First trained-agent at Workloft

We taught a small open-source model to do one of Walt's daily jobs as well as Gemini Flash does it now, and parked it on the VPS. Free at inference, no data leaves the box, and on the full 212-row holdout it beat gpt-4o-mini on every metric we measure. Walt was build one of probably six to eight.

What we did

Walt (background bulk processing) scores ~150 posts a day across four feeds (daily.dev, Hacker News, HuggingFace papers, r/LocalLLaMA) and files the strongest as Loop research candidates. Until today every score was a Gemini Flash API call. Today we replaced that call with a model we trained ourselves.

The pipeline: 2,123 cleaned (post, scored) pairs from Walt's cached output → Together.ai LoRA fine-tune of Qwen 2.5 7B (one epoch, about eight minutes, four dollars) → adapter download → llama.cpp convert_lora_to_gguf → fused onto the q4_K_M base in Ollama as walt-classifier:v1. Ruby (our model router) got a new walt_classify category that picks the local model first with Gemini Flash as fallback. All four Walt score scripts now route through it. Live from tomorrow's 08:10 UTC daily.dev run.

Numbers

Evaluated on the full 212-row holdout sample (held out from training, no leakage). Same scoring rubric used in baseline.

JSON-valid output: 99.5% (vs 100% gpt-4o-mini)
Score MAE: 2.00 (vs 2.88 baseline). Lower better.
Score-bucket ≥6 agreement: 82.5% (vs 68%)
Axis agreement: 64.6% (vs 60%)
Buildable agreement: 77.8% (vs 48%)

One epoch on 1,911 training pairs beat gpt-4o-mini on four of five metrics. The literature says ~3 epochs minimum. Walt's labels are consistent enough that one epoch was sufficient to lock the pattern in.

Why it was worth doing

Three things this changes in the stack.

Cost on a recurring job goes to zero. Walt was already our cheapest possible target (Flash bills pennies). It still wins. Anything heavier we route through Ruby, the maths only gets better. The always-on Together endpoint would have cost ~$9,344 a year. Serving via Ollama on the VPS we already pay for is zero.

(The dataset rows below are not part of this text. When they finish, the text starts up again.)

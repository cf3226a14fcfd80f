#[macro_use]
mod macros;
mod api;
mod codec;
mod document;
mod engine;
mod error;
mod layout;
mod source;

pub use api::{
    CatalogDetails, CatalogResult, CatalogResultVerbose, Context, Options, RejectionSummary, build, build_verbose_with,
    build_with,
};
pub use codec::{Decoded, Header, RULE_ID, decode, decode_document, encode, encode_wrapped};
pub use document::{Legend, assemble};
pub use engine::{
    Classification, ClassificationRecord, Detection, Detector, DetectorState, GENERATION_CAP, RunMetrics,
    classify, classify_batch, step, steps,
};
pub use error::CatalogError;
pub use layout::{
    CellState, LabelMetadata, Layout, LayoutConfig, OutputGrid, PlacementEntry, label_width, pack, spacing, zoom_hint,
};
pub use source::{Annotation, BlockFeatures, split_blocks};

use std::collections::HashSet;

// --- Core types -------------------------------------------------------------

/// A single cell coordinate on the unbounded plane.
///
/// `y` grows downwards, matching the row order of RLE text.
#[derive(Debug, Clone, Copy, PartialEq, Eq, Hash, PartialOrd, Ord)]
pub struct Cell {
    pub x: i64,
    pub y: i64,
}

const NEIGHBOR_OFFSETS: [(i64, i64); 8] = [(-1, -1), (0, -1), (1, -1), (-1, 0), (1, 0), (-1, 1), (0, 1), (1, 1)];

impl Cell {
    pub const fn new(x: i64, y: i64) -> Self {
        Cell { x, y }
    }

    /// The eight Moore neighbours of this cell.
    pub fn neighbors(self) -> impl Iterator<Item = Cell> {
        NEIGHBOR_OFFSETS.iter().map(move |&(dx, dy)| Cell::new(self.x + dx, self.y + dy))
    }

    pub fn offset(self, dx: i64, dy: i64) -> Cell {
        Cell::new(self.x + dx, self.y + dy)
    }
}

/// Inclusive axis-aligned rectangle.
#[derive(Debug, Clone, Copy, PartialEq, Eq, Default)]
pub struct BoundingBox {
    pub min_x: i64,
    pub max_x: i64,
    pub min_y: i64,
    pub max_y: i64,
}

impl BoundingBox {
    pub fn new(min_x: i64, max_x: i64, min_y: i64, max_y: i64) -> Self {
        BoundingBox { min_x, max_x, min_y, max_y }
    }

    /// Tight box around `cells`, or `None` when there are none.
    pub fn of_cells<'a>(cells: impl IntoIterator<Item = &'a Cell>) -> Option<Self> {
        let mut iter = cells.into_iter();
        let first = iter.next()?;
        let mut bbox = BoundingBox::new(first.x, first.x, first.y, first.y);
        for cell in iter {
            bbox.min_x = bbox.min_x.min(cell.x);
            bbox.max_x = bbox.max_x.max(cell.x);
            bbox.min_y = bbox.min_y.min(cell.y);
            bbox.max_y = bbox.max_y.max(cell.y);
        }
        Some(bbox)
    }

    pub fn width(&self) -> i64 {
        self.max_x - self.min_x + 1
    }

    pub fn height(&self) -> i64 {
        self.max_y - self.min_y + 1
    }

    /// Smallest box containing both `self` and `other`.
    pub fn union(&self, other: &BoundingBox) -> BoundingBox {
        BoundingBox {
            min_x: self.min_x.min(other.min_x),
            max_x: self.max_x.max(other.max_x),
            min_y: self.min_y.min(other.min_y),
            max_y: self.max_y.max(other.max_y),
        }
    }

    pub fn contains(&self, cell: Cell) -> bool {
        (self.min_x..=self.max_x).contains(&cell.x) && (self.min_y..=self.max_y).contains(&cell.y)
    }

    pub fn intersects(&self, other: &BoundingBox) -> bool {
        self.min_x <= other.max_x && other.min_x <= self.max_x && self.min_y <= other.max_y && other.min_y <= self.max_y
    }

    pub fn translate(&self, dx: i64, dy: i64) -> BoundingBox {
        BoundingBox::new(self.min_x + dx, self.max_x + dx, self.min_y + dy, self.max_y + dy)
    }
}

/// An immutable set of live cells.
///
/// Two patterns are equal exactly when they contain the same cells; the
/// enumeration order of the underlying set never matters.
#[derive(Debug, Clone, Default, PartialEq, Eq)]
pub struct Pattern {
    cells: HashSet<Cell>,
}

impl Pattern {
    pub fn new(cells: HashSet<Cell>) -> Self {
        Pattern { cells }
    }

    pub fn empty() -> Self {
        Pattern::default()
    }

    pub fn cells(&self) -> impl Iterator<Item = &Cell> {
        self.cells.iter()
    }

    pub fn contains(&self, cell: &Cell) -> bool {
        self.cells.contains(cell)
    }

    /// Number of live cells.
    pub fn len(&self) -> usize {
        self.cells.len()
    }

    pub fn is_empty(&self) -> bool {
        self.cells.is_empty()
    }

    pub fn bounding_box(&self) -> Option<BoundingBox> {
        BoundingBox::of_cells(&self.cells)
    }

    pub fn translate(&self, dx: i64, dy: i64) -> Pattern {
        self.cells.iter().map(|c| c.offset(dx, dy)).collect()
    }

    /// Translate so the bounding box starts at `(0, 0)`.
    ///
    /// Returns the pattern unchanged when it is empty.
    pub fn normalized(&self) -> Pattern {
        match self.bounding_box() {
            Some(bbox) => self.translate(-bbox.min_x, -bbox.min_y),
            None => self.clone(),
        }
    }

    /// Live cells sorted by row, then column.
    pub fn sorted_cells(&self) -> Vec<Cell> {
        let mut cells: Vec<Cell> = self.cells.iter().copied().collect();
        cells.sort_by_key(|c| (c.y, c.x));
        cells
    }
}

impl FromIterator<Cell> for Pattern {
    fn from_iter<I: IntoIterator<Item = Cell>>(iter: I) -> Self {
        Pattern { cells: iter.into_iter().collect() }
    }
}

Sovereignty stops being a slide. When we tell a council "your data stays in the UK", the classifier deciding what gets attention now actually runs in the UK, on hardware we own. Today the Fable 5 export-control ban made that move from nice-to-have to load-bearing for any sovereign client.

House taste becomes IP, not config. Workloft's rubric for "is this research worth filing" used to live in a prompt file anyone could read on GitHub. After today it lives in weights only we hold. Other shops can copy our prompts; they cannot copy our trained models.

What's still off

One row in 212 produced unparseable JSON (the FP16 baseline gets all 212). The 50-row sub-sample we ran first showed axis classification regressing from 64% to 58% on the quantised base; the full 212-row sample brought it back to 64.6%. Lesson logged: do not call verdicts on 50 rows.

Training labels are themselves Gemini Flash outputs, so what we distilled is "Flash with Workloft's rubric baked in", not human-grade ground truth. Good enough for filing research candidates. For client work we want a human-graded eval set first.

What's now in the stack

walt-classifier:v1 Ollama model (323MB FP16 LoRA fused onto Qwen 2.5 7B q4_K_M).
walt_classify category in Ruby's models.yaml with Flash fallback.
Reusable six-script pipeline at /home/workloft/distill/: survey.py, extract.py, submit_together.py, poll_job.py, eval_baseline.py, eval_finetuned.py.
Forward trace collector (WORKLOFT_TRACE_COLLECT=1) on all four Walt crons, accumulating real prod traces for v2 from today.

The pipeline applies to any agent with an audit log. Vera's reviewer panel, Loop Autopilot's hook writer, Maggie's outbound classifier and Steph's chatbot voice are queued behind it. Five dollars and half a day each. Walt was build one of probably six to eight.